··· GIVEN DATA

//! Sandbox configuration
//!
//! Plain structs with defaults matching the tutorial program: an 800x800
//! window, a fly camera just in front of the origin looking down -Z, and a
//! 45 degree field of view.

use glam::{Vec3, Vec4};

use crate::input::KeyBindings;
use crate::scene::SceneAnimation;

/// Camera configuration
#[derive(Debug, Clone)]
pub struct CameraConfig {
    /// Initial position (world units)
    pub position: Vec3,
    /// Initial yaw in degrees (-90 looks down -Z)
    pub yaw_degrees: f32,
    /// Initial pitch in degrees
    pub pitch_degrees: f32,
    /// Movement speed (world units per second)
    pub speed: f32,
    /// Degrees of rotation per pixel of pointer motion
    pub mouse_sensitivity: f32,
    /// Initial vertical field of view in degrees
    pub fov: f32,
    /// FOV at which the orthographic view volume is one unit tall
    pub reference_fov: f32,
    /// Near clip plane
    pub near: f32,
    /// Far clip plane
    pub far: f32,
    /// Pitch is clamped to +/- this many degrees
    pub pitch_limit: f32,
    /// Start in perspective (true) or orthographic (false) projection
    pub perspective: bool,
}

impl Default for CameraConfig {
    fn default() -> Self {
        Self {
            position: Vec3::new(0.0, 0.0, -0.3),
            yaw_degrees: -90.0,
            pitch_degrees: 0.0,
            speed: 10.0,
            mouse_sensitivity: 0.1,
            fov: 45.0,
            reference_fov: 45.0,
            near: 0.1,
            far: 100.0,
            pitch_limit: 89.0,
            perspective: true,
        }
    }
}

/// Sandbox configuration
#[derive(Debug, Clone)]
pub struct SandboxConfig {
    /// Initial framebuffer width in pixels
    pub width: u32,
    /// Initial framebuffer height in pixels
    pub height: u32,
    pub camera: CameraConfig,
    /// How the scene objects move over time
    pub animation: SceneAnimation,
    /// Clear color (RGBA)
    pub clear_color: [f32; 4],
    /// Value written to the `prog_color` uniform
    pub tint: Vec4,
    /// Indices drawn per object
    pub index_count: u32,
    /// Report toggles and resizes at INFO/DEBUG (otherwise TRACE)
    pub verbose: bool,
    pub key_bindings: KeyBindings,
}

impl Default for SandboxConfig {
    fn default() -> Self {
        Self {
            width: 800,
            height: 800,
            camera: CameraConfig::default(),
            animation: SceneAnimation::Static,
            clear_color: [1.0, 0.0, 1.0, 1.0],
            tint: Vec4::ONE,
            index_count: 18,
            verbose: true,
            key_bindings: KeyBindings::default(),
        }
    }
}

#[cfg(test)]
#[path = "config_tests.rs"]
mod tests;
/*!
# LearnOpenGL sandbox

Core types for a small OpenGL learning sandbox: a shader program lifecycle
with name-addressed uniforms, and a first-person fly camera.

The crate is platform-agnostic. Every GPU operation goes through the
`GraphicsDevice` trait; the `learn_opengl_renderer_glow` crate implements it
over a real GL context, and `HeadlessDevice` implements it in memory.

## Architecture

- **ShaderProgram**: compile, link and reconfigure a program; set uniforms by name
- **CameraController**: pose, projection and input-to-motion mapping
- **InputSnapshot**: one frame of sampled input, built by `InputRecorder`
- **SceneLayout**: per-frame model matrices for the fixed object grid
- **SandboxState**: the explicit per-frame state owned by the driver

The frame-loop driver owns the device and a `SandboxState`, feeds one input
snapshot per frame to `update`, then calls `render`.
*/

// Internal modules
mod error;
pub mod log;
pub mod config;
pub mod device;
pub mod shader;
pub mod camera;
pub mod input;
pub mod scene;
pub mod frame;

#[cfg(test)]
mod test_utils;

// Main lgl namespace module
pub mod lgl {
    // Error types
    pub use crate::error::{Error, Result};

    // Configuration
    pub use crate::config::{CameraConfig, SandboxConfig};

    // Device seam
    pub use crate::device::{
        GraphicsDevice, HeadlessDevice, PolygonMode, ShaderStage, UniformValue,
    };

    // Shader program
    pub use crate::shader::ShaderProgram;

    // Per-frame state
    pub use crate::frame::{FrameTimer, FrameUpdate, RenderSettings, SandboxState};

    // Logging sub-module (types only, macros live at the crate root)
    pub mod log {
        pub use crate::log::{
            reset_logger, set_logger, DefaultLogger, LogEntry, LogSeverity, Logger,
        };
    }

    // Camera sub-module
    pub mod camera {
        pub use crate::camera::*;
    }

    // Input sub-module
    pub mod input {
        pub use crate::input::*;
    }

    // Scene sub-module
    pub mod scene {
        pub use crate::scene::*;
    }
}

// Re-export math library at crate root
pub use glam;
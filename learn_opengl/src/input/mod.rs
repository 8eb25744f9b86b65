//! Input module: per-frame input snapshots.
//!
//! The camera and render-mode logic only ever look at two snapshots: this
//! frame's and the previous frame's. `InputRecorder` builds snapshots from
//! winit window events; anything else (tests, replays) can build them
//! directly.

mod input_snapshot;
mod key_bindings;
mod input_recorder;

pub use input_snapshot::{Buttons, InputSnapshot};
pub use key_bindings::KeyBindings;
pub use input_recorder::{InputRecorder, SCROLL_PIXELS_PER_LINE};
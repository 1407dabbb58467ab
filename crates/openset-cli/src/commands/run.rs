//! Synthetic forward pass command

use std::path::PathBuf;

use anyhow::Context;
use candle_core::{Device, Tensor};
use clap::Args;
use openset_head::{CalibrationStats, GaussianCalibrator, HeadConfig, OpenSetHead};
use serde_json::{json, Value};
use tracing::{error, info};

/// Arguments for the run command.
#[derive(Args)]
pub struct RunArgs {
    /// Head configuration (TOML). Defaults apply when omitted.
    #[arg(short, long)]
    pub config: Option<PathBuf>,

    /// Calibration statistics (JSON); attaches a Gaussian calibrator
    #[arg(long)]
    pub stats: Option<PathBuf>,

    /// Comma separated decision thresholds
    #[arg(long, value_delimiter = ',')]
    pub thresholds: Option<Vec<f32>>,

    /// Number of random images
    #[arg(long, default_value = "10")]
    pub batch: usize,

    /// Image height
    #[arg(long, default_value = "32")]
    pub height: usize,

    /// Image width
    #[arg(long, default_value = "32")]
    pub width: usize,

    /// Run the backbone with batch statistics
    #[arg(long)]
    pub train: bool,
}

/// Handle the run command.
pub fn handle_run(args: RunArgs) -> i32 {
    match run(&args) {
        Ok(value) => {
            println!("{}", serde_json::to_string_pretty(&value).unwrap_or_default());
            0
        }
        Err(e) => {
            error!("Run failed: {:#}", e);
            eprintln!("Error: {:#}", e);
            1
        }
    }
}

/// Build the head described by `args` and summarize one forward pass.
pub fn run(args: &RunArgs) -> anyhow::Result<Value> {
    let config = match &args.config {
        Some(path) => {
            info!("Loading configuration from: {:?}", path);
            HeadConfig::from_file(path)?
        }
        None => {
            info!("Using default configuration");
            HeadConfig::default()
        }
    }
    .with_env_overrides()
    .context("Invalid OPENSET_* override")?;
    config.validate()?;

    let device = Device::Cpu;
    let mut builder = OpenSetHead::builder(config);
    if let Some(path) = &args.stats {
        let stats = CalibrationStats::from_file(path)?;
        builder = builder.with_calibrator(Box::new(GaussianCalibrator::from_stats(stats)?));
    }
    if let Some(values) = &args.thresholds {
        builder = builder.with_thresholds(Tensor::from_slice(values.as_slice(), values.len(), &device)?);
    }
    let head = builder.build(&device).context("Failed to build open-set head")?;

    let channels = head.config().input_channels;
    let images = Tensor::rand(0f32, 1f32, (args.batch, channels, args.height, args.width), &device)?;
    let record = head
        .forward_t(&images, args.train)
        .context("Forward pass failed")?;
    info!(
        batch = args.batch,
        feat_dim = head.feat_dim(),
        embed_dim = head.embed_dim(),
        calibrated = head.is_calibrated(),
        "Forward pass complete"
    );

    Ok(json!({
        "backbone": head.backbone().name(),
        "feat_dim": head.feat_dim(),
        "embed_dim": head.embed_dim(),
        "num_classes": head.config().num_classes,
        "record": record.summary(),
    }))
}
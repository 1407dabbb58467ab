//! Projection from pooled backbone features into embedding space.
//!
//! One instance serves both the real and the generated path of the head, so
//! both populations land in the same geometry and are compared against the
//! same centroids.

use std::fmt;
use std::str::FromStr;

use candle_core::{Module, Tensor};
use candle_nn::{Linear, PReLU, VarBuilder};
use serde::{Deserialize, Serialize};
use tracing::{debug, warn};

use crate::error::{OpenSetError, OpenSetResult};

/// Hidden width divisor of the bottleneck projection.
pub const BOTTLENECK_REDUCTION: usize = 16;

const SMALL_HIDDEN_WIDTH: usize = 4;

/// Shape of the projection when an embedding width is requested.
#[derive(Debug, Clone, Copy, Default, PartialEq, Eq, Hash, Serialize, Deserialize)]
#[serde(rename_all = "lowercase")]
pub enum EmbeddingStyle {
    /// PReLU, then a biased linear map.
    #[default]
    Shallow,
    /// PReLU, bias-free down-projection to `feat_dim / 16`, PReLU, bias-free
    /// linear map to the embedding width.
    Bottleneck,
}

impl EmbeddingStyle {
    pub fn as_str(self) -> &'static str {
        match self {
            Self::Shallow => "shallow",
            Self::Bottleneck => "bottleneck",
        }
    }
}

impl FromStr for EmbeddingStyle {
    type Err = OpenSetError;

    fn from_str(s: &str) -> Result<Self, Self::Err> {
        match s.trim().to_ascii_lowercase().as_str() {
            "shallow" => Ok(Self::Shallow),
            "bottleneck" => Ok(Self::Bottleneck),
            other => Err(OpenSetError::config(format!(
                "Unknown embedding style '{}' (expected shallow or bottleneck)",
                other
            ))),
        }
    }
}

impl fmt::Display for EmbeddingStyle {
    fn fmt(&self, f: &mut fmt::Formatter<'_>) -> fmt::Result {
        f.write_str(self.as_str())
    }
}

enum Projection {
    Shallow {
        act: PReLU,
        proj: Linear,
    },
    Bottleneck {
        act1: PReLU,
        down: Linear,
        act2: PReLU,
        proj: Linear,
    },
}

impl Projection {
    fn style(&self) -> EmbeddingStyle {
        match self {
            Self::Shallow { .. } => EmbeddingStyle::Shallow,
            Self::Bottleneck { .. } => EmbeddingStyle::Bottleneck,
        }
    }
}

impl Module for Projection {
    fn forward(&self, xs: &Tensor) -> candle_core::Result<Tensor> {
        match self {
            Self::Shallow { act, proj } => proj.forward(&act.forward(xs)?),
            Self::Bottleneck {
                act1,
                down,
                act2,
                proj,
            } => {
                let hidden = down.forward(&act1.forward(xs)?)?;
                proj.forward(&act2.forward(&hidden)?)
            }
        }
    }
}

/// Maps `[n, in_dim]` pooled features to `[n, out_dim]` embeddings.
pub struct EmbeddingTransform {
    in_dim: usize,
    out_dim: usize,
    projection: Option<Projection>,
}

impl EmbeddingTransform {
    /// Pass-through transform; the embedding is the pooled feature itself.
    pub fn identity(dim: usize) -> Self {
        Self {
            in_dim: dim,
            out_dim: dim,
            projection: None,
        }
    }

    /// Build the transform for `embed_dim`, or the identity when it is `None`.
    ///
    /// # Errors
    /// - `OpenSetError::ConfigError` if `embed_dim` is zero or the bottleneck
    ///   hidden width `feat_dim / 16` rounds down to zero
    /// - `OpenSetError::Tensor` if parameter creation fails
    pub fn new(
        feat_dim: usize,
        embed_dim: Option<usize>,
        style: EmbeddingStyle,
        vb: VarBuilder,
    ) -> OpenSetResult<Self> {
        let Some(embed_dim) = embed_dim else {
            debug!(feat_dim, "Embedding transform is identity");
            return Ok(Self::identity(feat_dim));
        };
        if embed_dim == 0 {
            return Err(OpenSetError::config("embed_dim must be greater than 0"));
        }

        let projection = match style {
            EmbeddingStyle::Shallow => Projection::Shallow {
                act: candle_nn::prelu(None, vb.pp("act"))?,
                proj: candle_nn::linear(feat_dim, embed_dim, vb.pp("proj"))?,
            },
            EmbeddingStyle::Bottleneck => {
                let hidden = feat_dim / BOTTLENECK_REDUCTION;
                if hidden == 0 {
                    return Err(OpenSetError::config(format!(
                        "bottleneck embedding needs feat_dim >= {}, backbone gives {}",
                        BOTTLENECK_REDUCTION, feat_dim
                    )));
                }
                if hidden < SMALL_HIDDEN_WIDTH {
                    warn!(feat_dim, hidden, "Bottleneck hidden width is very small");
                }
                Projection::Bottleneck {
                    act1: candle_nn::prelu(None, vb.pp("act1"))?,
                    down: candle_nn::linear_no_bias(feat_dim, hidden, vb.pp("down"))?,
                    act2: candle_nn::prelu(None, vb.pp("act2"))?,
                    proj: candle_nn::linear_no_bias(hidden, embed_dim, vb.pp("proj"))?,
                }
            }
        };

        debug!(feat_dim, embed_dim, style = style.as_str(), "Built embedding transform");
        Ok(Self {
            in_dim: feat_dim,
            out_dim: embed_dim,
            projection: Some(projection),
        })
    }

    #[inline]
    pub fn in_dim(&self) -> usize {
        self.in_dim
    }

    #[inline]
    pub fn out_dim(&self) -> usize {
        self.out_dim
    }

    /// `None` for the identity transform.
    pub fn style(&self) -> Option<EmbeddingStyle> {
        self.projection.as_ref().map(Projection::style)
    }

    pub fn is_identity(&self) -> bool {
        self.projection.is_none()
    }
}

impl Module for EmbeddingTransform {
    fn forward(&self, pooled: &Tensor) -> candle_core::Result<Tensor> {
        match &self.projection {
            Some(projection) => projection.forward(pooled),
            None => Ok(pooled.clone()),
        }
    }
}

impl fmt::Debug for EmbeddingTransform {
    fn fmt(&self, f: &mut fmt::Formatter<'_>) -> fmt::Result {
        f.debug_struct("EmbeddingTransform")
            .field("in_dim", &self.in_dim)
            .field("out_dim", &self.out_dim)
            .field("style", &self.style())
            .finish()
    }
}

······

TASK INSTRUCTIONS: Search the lines above for the string "when" and copy each line that has it.

RESULT OF THIS TASK:
    /// Head configuration (TOML). Defaults apply when omitted.
/// Shape of the projection when an embedding width is requested.
    /// Build the transform for `embed_dim`, or the identity when it is `None`.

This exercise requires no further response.